* _Exercise brief_
Keep each line of the material that includes "description", and leave out the rest.

* _Data provided_
//! Rating endpoints

use axum::{
    extract::{Path, State},
    Json,
};

use crate::{
    error::AppResult,
    models::rating::{RateBook, Rating, RatingSummary},
    AppState,
};

/// Ratings of a book
#[utoipa::path(
    get,
    path = "/books/{id}/ratings",
    tag = "ratings",
    params(("id" = i32, Path, description = "Book ID")),
    responses(
        (status = 200, description = "Ratings with average", body = RatingSummary),
        (status = 404, description = "Book not found")
    )
)]
pub async fn get_ratings(
    State(state): State<AppState>,
    Path(book_id): Path<i32>,
) -> AppResult<Json<RatingSummary>> {
    Ok(Json(state.services.ratings.summary(book_id).await?))
}

/// Rate a book (1 to 5); rating again replaces the score
#[utoipa::path(
    post,
    path = "/books/{id}/ratings",
    tag = "ratings",
    params(("id" = i32, Path, description = "Book ID")),
    request_body = RateBook,
    responses(
        (status = 200, description = "Rating stored", body = Rating),
        (status = 400, description = "Score out of range"),
        (status = 404, description = "Book not found")
    )
)]
pub async fn rate_book(
    State(state): State<AppState>,
    Path(book_id): Path<i32>,
    Json(request): Json<RateBook>,
) -> AppResult<Json<Rating>> {
    Ok(Json(state.services.ratings.rate(book_id, &request).await?))
}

* _Finished exercise_
    params(("id" = i32, Path, description = "Book ID")),
        (status = 200, description = "Ratings with average", body = RatingSummary),
        (status = 404, description = "Book not found")
    params(("id" = i32, Path, description = "Book ID")),
        (status = 200, description = "Rating stored", body = Rating),
        (status = 400, description = "Score out of range"),
        (status = 404, description = "Book not found")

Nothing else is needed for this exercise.